Dan Schultz, a technologist building a new fact-checking app for the Reporters’ Lab, says the app should be like a drinking buddy.
“You can have a friend who you fundamentally disagree with on a lot of things, but are able to have a conversation,” Schultz says. “You’re not thinking of the other person as a spiteful jerk who’s trying to manipulate you.”
Schultz, 31, is using that approach to develop a new version of Truth Goggles, an app he first built eight years ago at the MIT Media Lab, for the Duke Tech & Check Cooperative. His goal is to get to know users and find the most effective way to show them fact-checks. While other Tech & Check apps take a traditional approach by providing Truth-O-Meter ratings or Pinocchios to all users, Schultz plans to experiment with customized formats. He hopes that personalizing the interface will attract new audiences who are put off by fact-checkers’ rating systems.

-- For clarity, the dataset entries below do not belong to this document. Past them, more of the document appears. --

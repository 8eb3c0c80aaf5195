use std::path::PathBuf;

mod chart;
mod relationships;
mod shell;
mod students;
mod table;
mod terminal;
mod validate;

use chart::Chart;
use clap::ArgAction;
use rand::SeedableRng;
use rand_chacha::ChaCha8Rng;
use relationships::Relationships;
use roster::{Config, DataDir};
use shell::Shell;
use students::Students;
use validate::Validate;

/// Shown in place of a name that does not resolve.
const MISSING: &str = "-";

/// Resolves an optional catalog name to something printable.
fn name_or_placeholder(name: Option<&str>) -> &str {
    name.unwrap_or(MISSING)
}

/// The random source for the student generator.
///
/// A configured seed makes every session generate the same students.
fn generator_rng(config: &Config) -> ChaCha8Rng {
    config.seed.map_or_else(
        || ChaCha8Rng::from_rng(&mut rand::rng()),
        ChaCha8Rng::seed_from_u64,
    )
}

#[derive(Debug, clap::Parser)]
#[command(version, about)]
pub struct Cli {
    /// Verbosity (-v, -vv, -vvv)
    #[arg(short, long, action = ArgAction::Count, global = true)]
    verbose: u8,

    /// The directory holding the roster's JSON documents
    #[arg(short, long, default_value = "data", global = true)]
    data: PathBuf,

    #[command(subcommand)]
    command: Command,
}

impl Cli {
    pub fn run(self) -> anyhow::Result<()> {
        Self::setup_logging(self.verbose);

        self.command.run(&DataDir::new(self.data))
    }

    fn setup_logging(verbosity: u8) {
        use tracing_subscriber::{layer::SubscriberExt, util::SubscriberInitExt};

        let level = match verbosity {
            0 => tracing::Level::WARN,
            1 => tracing::Level::INFO,
            2 => tracing::Level::DEBUG,
            _ => tracing::Level::TRACE,
        };

        let filter = tracing_subscriber::EnvFilter::from_default_env().add_directive(level.into());

        let fmt_layer = tracing_subscriber::fmt::layer()
            .with_target(false)
            .with_thread_names(false)
            .with_line_number(false)
            .with_writer(std::io::stderr);

        tracing_subscriber::registry()
            .with(filter)
            .with(fmt_layer)
            .init();
    }
}

#[derive(Debug, clap::Parser)]
pub enum Command {
    /// List students, optionally filtered by degree, class or name
    Students(Students),

    /// List teaching assignments
    ///
    /// An assignment binds a teacher and a subject to one or more degrees,
    /// and within each degree to one or more classes.
    Relationships(Relationships),

    /// Show the number of students per degree as a bar chart
    Chart(Chart),

    /// Check the roster for dangling references and duplicate ids
    Validate(Validate),

    /// Start an interactive session that can edit the roster
    ///
    /// Changes last until the session ends; nothing is written back to disk.
    Shell(Shell),
}

impl Command {
    fn run(self, data: &DataDir) -> anyhow::Result<()> {
        match self {
            Self::Students(command) => command.run(data)?,
            Self::Relationships(command) => command.run(data)?,
            Self::Chart(command) => command.run(data)?,
            Self::Validate(command) => command.run(data)?,
            Self::Shell(command) => command.run(data)?,
        }
        Ok(())
    }
}

#[cfg(test)]
mod tests {
    use clap::Parser;
    use rand::Rng;

    use super::*;

    #[test]
    fn data_directory_defaults_to_data() {
        let cli = Cli::try_parse_from(["school", "chart"]).unwrap();
        assert_eq!(cli.data, PathBuf::from("data"));
        assert_eq!(cli.verbose, 0);
    }

    #[test]
    fn global_flags_follow_the_subcommand() {
        let cli = Cli::try_parse_from(["school", "students", "-vv", "--data", "/tmp/x"]).unwrap();
        assert_eq!(cli.verbose, 2);
        assert_eq!(cli.data, PathBuf::from("/tmp/x"));
    }

    #[test]
    fn seeded_config_gives_reproducible_rng() {
        let mut config = Config::default();
        config.seed = Some(11);

        let first: u64 = generator_rng(&config).random();
        let second: u64 = generator_rng(&config).random();
        assert_eq!(first, second);
    }

    #[test]
    fn unknown_names_use_placeholder() {
        assert_eq!(name_or_placeholder(None), "-");
        assert_eq!(name_or_placeholder(Some("Classe A")), "Classe A");
    }
}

Truth Goggles is a browser plugin that automatically scans a page for content that users might want fact-checked. Schultz hopes that this unique “credibility layer” will be like a gentle nudge to get people to consider fact-checks.

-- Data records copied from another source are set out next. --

#[cfg(test)]
mod tests {
    use std::sync::{
        Mutex,
        atomic::{AtomicUsize, Ordering},
    };

    use rand::SeedableRng;
    use rand_chacha::ChaCha8Rng;

    use super::*;
    use crate::domain::{
        Class, Degree, DegreeAssignment, Matter, MatterId, Ra, Teacher, TeacherId,
    };

    fn position(value: u32) -> ClassPosition {
        ClassPosition::new(value).unwrap()
    }

    fn student(id: u32, ra: u32, name: &str, degree: u32, class: u32) -> Student {
        Student {
            id: StudentId::new(id),
            name: name.to_string(),
            ra: Ra::new(ra),
            degree_id: DegreeId::new(degree),
            class_id: position(class),
        }
    }

    fn relationship(id: u32, teacher: u32, degree: u32) -> Relationship {
        Relationship {
            id: RelationshipId::new(id),
            teacher_id: TeacherId::new(teacher),
            matter_id: MatterId::new(1),
            degrees: vec![DegreeAssignment::new(DegreeId::new(degree), [position(1)])],
        }
    }

    fn catalog() -> Catalog {
        Catalog::new(
            vec![
                Degree {
                    id: DegreeId::new(1),
                    name: "1ª Série".to_string(),
                },
                Degree {
                    id: DegreeId::new(2),
                    name: "2ª Série".to_string(),
                },
            ],
            vec![
                Class {
                    name: "Classe A".to_string(),
                },
                Class {
                    name: "Classe B".to_string(),
                },
            ],
            vec![Teacher {
                id: TeacherId::new(1),
                name: "Helena".to_string(),
            }],
            vec![Matter {
                id: MatterId::new(1),
                name: "Matemática".to_string(),
            }],
        )
    }

    fn store() -> Store {
        Store::new(
            catalog(),
            vec![
                student(1, 101, "A", 1, 1),
                student(2, 102, "B", 1, 2),
                student(3, 103, "C", 2, 1),
            ],
            vec![relationship(1, 1, 1), relationship(2, 1, 2)],
        )
    }

    #[test]
    fn update_student_replaces_only_the_target() {
        let mut store = store();
        let before = store.students().to_vec();
        let updated = student(2, 102, "Bruna", 2, 1);

        assert!(store.update_student(updated.clone()));

        assert_eq!(store.students().len(), before.len());
        assert_eq!(store.students()[0], before[0]);
        assert_eq!(store.students()[1], updated);
        assert_eq!(store.students()[2], before[2]);
    }

    #[test]
    fn update_missing_student_is_a_no_op() {
        let mut store = store();
        let before = store.snapshot();

        assert!(!store.update_student(student(99, 999, "Nobody", 1, 1)));
        assert_eq!(store.snapshot(), before);
    }

    #[test]
    fn delete_student_removes_exactly_one() {
        let mut store = store();

        assert!(store.delete_student(StudentId::new(2)));
        assert_eq!(store.students().len(), 2);
        assert!(store.student(StudentId::new(2)).is_none());

        assert!(!store.delete_student(StudentId::new(2)));
        assert_eq!(store.students().len(), 2);
    }

    #[test]
    fn relationship_round_trip() {
        let mut store = store();
        let added = relationship(10, 1, 2);

        store.add_relationship(added.clone());
        assert_eq!(store.relationship(RelationshipId::new(10)), Some(&added));

        let mut changed = added.clone();
        changed.teacher_id = TeacherId::new(999);
        assert!(store.update_relationship(changed.clone()));

        let fetched = store.relationship(RelationshipId::new(10)).unwrap();
        assert_eq!(fetched.teacher_id, TeacherId::new(999));
        assert_eq!(fetched.matter_id, added.matter_id);
        assert_eq!(fetched.degrees, added.degrees);

        assert!(store.delete_relationship(RelationshipId::new(10)));
        assert!(store.relationship(RelationshipId::new(10)).is_none());
        assert!(!store.delete_relationship(RelationshipId::new(10)));
    }

    #[test]
    fn missing_relationship_lookup_is_absent() {
        let store = store();
        assert!(store.relationship(RelationshipId::new(0)).is_none());
    }

    #[test]
    fn duplicate_relationship_ids_are_accepted() {
        let mut store = store();
        store.add_relationship(relationship(1, 1, 2));

        let duplicates = store
            .relationships()
            .iter()
            .filter(|r| r.id == RelationshipId::new(1))
            .count();
        assert_eq!(duplicates, 2);
    }

    #[test]
    fn next_relationship_id_follows_the_maximum() {
        let mut store = store();
        assert_eq!(store.next_relationship_id(), RelationshipId::new(3));

        store.add_relationship(relationship(40, 1, 1));
        assert_eq!(store.next_relationship_id(), RelationshipId::new(41));

        let empty = Store::with_catalog(catalog());
        assert_eq!(empty.next_relationship_id(), RelationshipId::new(1));
    }

    #[test]
    fn held_snapshot_is_not_affected_by_later_mutations() {
        let mut store = store();
        let held = store.snapshot();

        store.delete_student(StudentId::new(1));
        store.add_relationship(relationship(5, 1, 1));

        assert_eq!(held.students().len(), 3);
        assert_eq!(held.relationships().len(), 2);
        assert_eq!(held.revision(), 0);
        assert_eq!(store.snapshot().revision(), 2);
    }

    #[test]
    fn subscribers_see_each_commit() {
        let mut store = store();
        let seen = Arc::new(Mutex::new(Vec::new()));

        let sink = Arc::clone(&seen);
        store.subscribe(move |snapshot| {
            sink.lock()
                .unwrap()
                .push((snapshot.revision(), snapshot.students().len()));
        });

        store.delete_student(StudentId::new(1));
        store.delete_student(StudentId::new(1));
        store.update_student(student(2, 102, "Bruna", 1, 2));

        assert_eq!(*seen.lock().unwrap(), vec![(1, 2), (2, 2)]);
    }

    #[test]
    fn generation_notifies_once() {
        let mut store = store();
        let calls = Arc::new(AtomicUsize::new(0));

        let counter = Arc::clone(&calls);
        store.subscribe(move |_| {
            counter.fetch_add(1, Ordering::SeqCst);
        });

        let mut rng = ChaCha8Rng::seed_from_u64(7);
        let generated = store
            .generate_students(&StudentGenerator::default(), &mut rng)
            .unwrap();

        assert_eq!(generated.len(), 300);
        assert_eq!(calls.load(Ordering::SeqCst), 1);
    }

    #[test]
    fn unsubscribed_listener_is_not_called() {
        let mut store = store();
        let calls = Arc::new(AtomicUsize::new(0));

        let counter = Arc::clone(&calls);
        let id = store.subscribe(move |_| {
            counter.fetch_add(1, Ordering::SeqCst);
        });

        store.delete_student(StudentId::new(1));
        assert!(store.unsubscribe(id));
        assert!(!store.unsubscribe(id));
        store.delete_student(StudentId::new(2));

        assert_eq!(calls.load(Ordering::SeqCst), 1);
    }

    #[test]
    fn failed_generation_leaves_store_unchanged() {
        let mut store = Store::with_catalog(Catalog::default());
        let mut rng = ChaCha8Rng::seed_from_u64(1);

        let error = store
            .generate_students(&StudentGenerator::default(), &mut rng)
            .unwrap_err();

        assert_eq!(error, GenerateError::NoDegrees);
        assert_eq!(store.snapshot().revision(), 0);
        assert!(store.students().is_empty());
    }
}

“The goal is to help people think more carefully and ideally walk away with a more accurate worldview from their informational experiences,” he says.
As a graduate student at the Media Lab, Schultz examined how people interact with media. His 150-page thesis paper concluded that when people are consuming information, they are protecting their identities.
Schultz learned that a range of biases make people less likely to change their minds when exposed to new information. Most people simply are unaware of how to consume online content responsibly, he says.
He then set out to use technology to short-circuit biased behavior and help people critically engage with media. The first prototype of Truth Goggles used fact-checks from PolitiFact as a data source to screen questionable claims.
“The world will fall apart if we don’t improve the way information is consumed through technology.”
Schultz recently partnered with the Reporters’ Lab to resume working on Truth Goggles. This time, Truth Goggles will be integrated with Share the Facts, so it can access all fact-checking articles formatted using the ClaimReview schema.
Schultz also is exploring creative ways to present the information to users. He says the interface must be effective in impeding biases and enjoyable for people to use. As a graduate student, one of Schultz’s initial ideas was to highlight verified claims in green and falsehoods in red. But he quickly realized this solution was not nuanced enough.
“I don’t want people to believe something’s true because it’s green,” he says.
The new version of Truth Goggles will use information about users’ biases to craft messages that won’t trigger their defenses. But Schultz doesn’t know exactly what this will look like yet.
“Can we use interfaces to have a reader challenge their beliefs in ways that just a blunt presentation of information wouldn’t?” Schultz says. “If the medium is the message, how can we shape the way that message is received?”
Born in Cheltenham, Pennsylvania, Schultz studied information systems, computer science and math at Carnegie Mellon University. As a sophomore, he won the Knight News Challenge, which provides grants for “breakthrough ideas in news and information.”
The News Challenge put him “on the path toward eventually applying to the Media Lab and really digging in,” he says.
After graduating from MIT, Schultz worked as a Knight-Mozilla Fellow at the Boston Globe and then joined the Internet Archive, where his title is senior creative technologist. He continues to develop side projects such as Truth Goggles through the Bad Idea Factory, a company with a tongue-in-cheek name that he started with friends. He says the company’s goal is “to make people ‘thinking face’ emoji” by encouraging its technologists to try out creative ideas. With Truth Goggles, he hopes to get people who may not already consume fact-checking content to challenge their own biases.
“The world will fall apart if we don’t improve the way information is consumed through technology,” Schultz says. “It’s sort of like the future of the universe as we know it depends on solving some of these problems.”